Sample question: i should not even be listening to you , since my council said no . but santangel tells me you are a man of honor and sincerity . . . and sanchez , that you are not a fool .
Sample answer: no more than the woman who said she would take granada from the moors .


In [None]:
# Build a tokenizer with the vocabulary in both questions and answers
tokenizer = tfds.features.text.SubwordTextEncoder.build_from_corpus(questions + answers, 
                                                                    target_vocab_size=2**15)

In [None]:
# Define start and end token to indicate the start and end of a sentence
START_TOKEN, END_TOKEN = [tokenizer.vocab_size], [tokenizer.vocab_size + 1]

# Vocabulary size plus start and end token
VOCAB_SIZE = tokenizer.vocab_size + 2

In [None]:
# Setting Maximum Sequence Length
input_lengths = [len(text.split()) for text in questions+answers]
plt.hist(input_lengths, bins = 100, histtype='step', label='Sequence Length Distribution')
plt.axvline(np.quantile(input_lengths, [0.95]))
plt.legend();
print("MEAN: ",np.quantile(input_lengths, [0.95]))

In [None]:
# If we set the sequence length to 40 words then we can consider 95% of data without stripping

In [None]:
# Maximum sentence length
MAX_LENGTH = 40


# Tokenize, filter and pad sentences
def tokenize_and_filter(inputs, outputs):
    tokenized_inputs, tokenized_outputs = [], []

    for (sentence1, sentence2) in zip(inputs, outputs):
        # tokenize sentence
        sentence1 = START_TOKEN + tokenizer.encode(sentence1) + END_TOKEN
        sentence2 = START_TOKEN + tokenizer.encode(sentence2) + END_TOKEN
        tokenized_inputs.append(sentence1)
        tokenized_outputs.append(sentence2)
        
    # pad tokenized sentences
    tokenized_inputs = tf.keras.preprocessing.sequence.pad_sequences(tokenized_inputs,
                                                                     maxlen=MAX_LENGTH,
                                                                     truncating='post',
                                                                     padding='post',
                                                                    )
    tokenized_outputs = tf.keras.preprocessing.sequence.pad_sequences(tokenized_outputs,
                                                                      maxlen=MAX_LENGTH,
                                                                      padding='post',
                                                                      truncating='post',
                                                                     )

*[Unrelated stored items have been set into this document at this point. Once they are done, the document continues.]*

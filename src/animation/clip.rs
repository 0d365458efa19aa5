use gltf::animation::{util::ReadOutputs, Interpolation};
use glam::{Quat, Vec3};

use crate::asset_pipeline::loader::GltfImport;

#[derive(Clone, Debug)]
pub enum Keyframes {
    Translation(Vec<Vec3>),
    Rotation(Vec<Quat>),
    Scale(Vec<Vec3>),
}

impl Keyframes {
    fn len(&self) -> usize {
        match self {
            Keyframes::Translation(values) | Keyframes::Scale(values) => values.len(),
            Keyframes::Rotation(values) => values.len(),
        }
    }
}

#[derive(Clone, Copy, Debug, PartialEq)]
pub enum TrackValue {
    Translation(Vec3),
    Rotation(Quat),
    Scale(Vec3),
}

/// Keyframes for one property of one node, addressed by node name so clips
/// exported from separate files can drive the same skeleton.
#[derive(Clone, Debug)]
pub struct KeyframeTrack {
    pub node_name: String,
    pub times: Vec<f32>,
    pub keyframes: Keyframes,
    pub step: bool,
}

impl KeyframeTrack {
    /// Samples with linear interpolation (slerp for rotations), holding the
    /// first and last keys outside the keyed range.
    pub fn sample(&self, time: f32) -> Option<TrackValue> {
        let count = self.times.len().min(self.keyframes.len());
        if count == 0 {
            return None;
        }

        let next = self.times[..count].partition_point(|&t| t <= time);
        let (a, b, alpha) = if next == 0 {
            (0, 0, 0.0)
        } else if next >= count {
            (count - 1, count - 1, 0.0)
        } else {
            let (t0, t1) = (self.times[next - 1], self.times[next]);
            let span = t1 - t0;
            let alpha = if self.step || span <= 0.0 {
                0.0
            } else {
                (time - t0) / span
            };
            (next - 1, next, alpha)
        };

        Some(match &self.keyframes {
            Keyframes::Translation(values) => {
                TrackValue::Translation(values[a].lerp(values[b], alpha))
            }
            Keyframes::Rotation(values) => TrackValue::Rotation(values[a].slerp(values[b], alpha)),
            Keyframes::Scale(values) => TrackValue::Scale(values[a].lerp(values[b], alpha)),
        })
    }
}

#[derive(Clone, Debug)]
pub struct AnimationClip {
    pub name: String,
    pub duration: f32,
    pub tracks: Vec<KeyframeTrack>,
}

impl AnimationClip {
    pub fn new(name: impl Into<String>, tracks: Vec<KeyframeTrack>) -> Self {
        let duration = tracks
            .iter()
            .filter_map(|track| track.times.last().copied())
            .fold(0.0, f32::max);

        Self {
            name: name.into(),
            duration,
            tracks,
        }
    }

    /// Reads the first animation of an imported glTF file.
    pub fn first_from_gltf(import: &GltfImport) -> anyhow::Result<Self> {
        let animation = import
            .document
            .animations()
            .next()
            .ok_or_else(|| anyhow::anyhow!("File contains no animations"))?;

        Self::from_gltf(&animation, &import.buffers)
    }

    pub fn from_gltf(
        animation: &gltf::Animation,
        buffers: &[gltf::buffer::Data],
    ) -> anyhow::Result<Self> {
        let name = animation
            .name()
            .map(String::from)
            .unwrap_or_else(|| format!("Animation {}", animation.index()));

        let mut tracks = Vec::new();

        for channel in animation.channels() {
            let target = channel.target().node();
            let Some(node_name) = target.name() else {
                log::warn!("{}: skipping channel targeting unnamed node", name);
                continue;
            };

            let reader = channel.reader(|buffer| Some(&buffers[buffer.index()]));
            let Some(times) = reader.read_inputs() else {
                continue;
            };
            let times: Vec<f32> = times.collect();

            let interpolation = channel.sampler().interpolation();
            let keyframes = match reader.read_outputs() {
                Some(ReadOutputs::Translations(values)) => {
                    Keyframes::Translation(spline_values(values.map(Vec3::from), interpolation))
                }
                Some(ReadOutputs::Rotations(values)) => Keyframes::Rotation(spline_values(
                    values.into_f32().map(Quat::from_array),
                    interpolation,
                )),
                Some(ReadOutputs::Scales(values)) => {
                    Keyframes::Scale(spline_values(values.map(Vec3::from), interpolation))
                }
                Some(ReadOutputs::MorphTargetWeights(_)) | None => continue,
            };

            tracks.push(KeyframeTrack {
                node_name: node_name.to_string(),
                times,
                keyframes,
                step: interpolation == Interpolation::Step,
            });
        }

        if tracks.is_empty() {
            anyhow::bail!("Animation {} has no usable tracks", name);
        }

        Ok(Self::new(name, tracks))
    }
}

/// Cubic spline outputs store in-tangent, value and out-tangent per key. Only
/// the values are kept and interpolated linearly.
fn spline_values<T>(values: impl Iterator<Item = T>, interpolation: Interpolation) -> Vec<T> {
    match interpolation {
        Interpolation::CubicSpline => values.skip(1).step_by(3).collect(),
        _ => values.collect(),
    }
}

#[cfg(test)]
mod tests {
    use std::f32::consts::FRAC_PI_2;

    use super::*;

    fn translation_track() -> KeyframeTrack {
        KeyframeTrack {
            node_name: "Hips".to_string(),
            times: vec![0.0, 1.0, 2.0],
            keyframes: Keyframes::Translation(vec![Vec3::ZERO, Vec3::X, Vec3::new(1.0, 2.0, 0.0)]),
            step: false,
        }
    }

    #[test]
    fn interpolates_between_keys() {
        let track = translation_track();
        assert_eq!(
            track.sample(0.5),
            Some(TrackValue::Translation(Vec3::new(0.5, 0.0, 0.0)))
        );
        assert_eq!(
            track.sample(1.5),
            Some(TrackValue::Translation(Vec3::new(1.0, 1.0, 0.0)))
        );
    }

    #[test]
    fn holds_the_ends() {
        let track = translation_track();
        assert_eq!(track.sample(-1.0), Some(TrackValue::Translation(Vec3::ZERO)));
        assert_eq!(
            track.sample(5.0),
            Some(TrackValue::Translation(Vec3::new(1.0, 2.0, 0.0)))
        );
    }

    #[test]
    fn step_tracks_do_not_interpolate() {
        let mut track = translation_track();
        track.step = true;
        assert_eq!(track.sample(0.9), Some(TrackValue::Translation(Vec3::ZERO)));
    }

    #[test]
    fn rotations_slerp() {
        let track = KeyframeTrack {
            node_name: "Spine".to_string(),
            times: vec![0.0, 1.0],
            keyframes: Keyframes::Rotation(vec![
                Quat::IDENTITY,
                Quat::from_rotation_y(FRAC_PI_2),
            ]),
            step: false,
        };

        let Some(TrackValue::Rotation(halfway)) = track.sample(0.5) else {
            panic!("expected a rotation");
        };
        assert!(halfway.abs_diff_eq(Quat::from_rotation_y(FRAC_PI_2 / 2.0), 1e-5));
    }

    #[test]
    fn duration_is_the_last_key() {
        let clip = AnimationClip::new("Walking", vec![translation_track()]);
        assert_eq!(clip.duration, 2.0);
    }

    #[test]
    fn cubic_spline_keeps_middle_values() {
        let values = spline_values([0, 1, 2, 3, 4, 5].into_iter(), Interpolation::CubicSpline);
        assert_eq!(values, vec![1, 4]);
    }
}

    return tokenized_inputs, tokenized_outputs

questions, answers = tokenize_and_filter(questions, answers)

In [None]:
print('Vocab size: {}'.format(VOCAB_SIZE))
print('Number of samples: {}'.format(len(questions)))

#### Create a Tensorflow Dataset

In [None]:
BATCH_SIZE = 128
BUFFER_SIZE = 30000

# decoder inputs use the previous target as input
# removing the END_TOKEN from answers
# removing START_TOKEN from targets
dataset = tf.data.Dataset.from_tensor_slices((
    {
        'inputs': questions,
        'dec_inputs': answers[:, :-1]
    },
    {
        'outputs': answers[:, 1:]
    },
))


dataset = dataset.cache()
dataset = dataset.shuffle(BUFFER_SIZE)
dataset = dataset.batch(BATCH_SIZE)
dataset = dataset.prefetch(tf.data.experimental.AUTOTUNE)

print(dataset)

#### Building a Scaled dot product Attention mechanism

In [None]:
"""
Scaled dot product attention mechanism has 3 inputs Query(Q), Key(K) and Value(V).

Among these 3 inputs firstly, Q and K^T undergo a dot product

the result of dot product is scaled by dividing with sqrt(dimensions)

the scaled result is them passed through a softmax function which yields the attension weights 
for each word with rest of the words in that input sequence.

At the end the attention weights undergo dot product with the V
"""
def scaled_dot_product_attention(query, key, value, mask):
    """Calculate the attention weights. """
    matmul_qk = tf.matmul(query, key, transpose_b=True)

    # scale matmul_qk
    depth = tf.cast(tf.shape(key)[-1], tf.float32)
    logits = matmul_qk / tf.math.sqrt(depth)

    # add the mask to zero out padding tokens
    if mask is not None:
        logits += (mask * -1e9)

    # softmax is normalized on the last axis (seq_len_k)
    attention_weights = tf.nn.softmax(logits, axis=-1)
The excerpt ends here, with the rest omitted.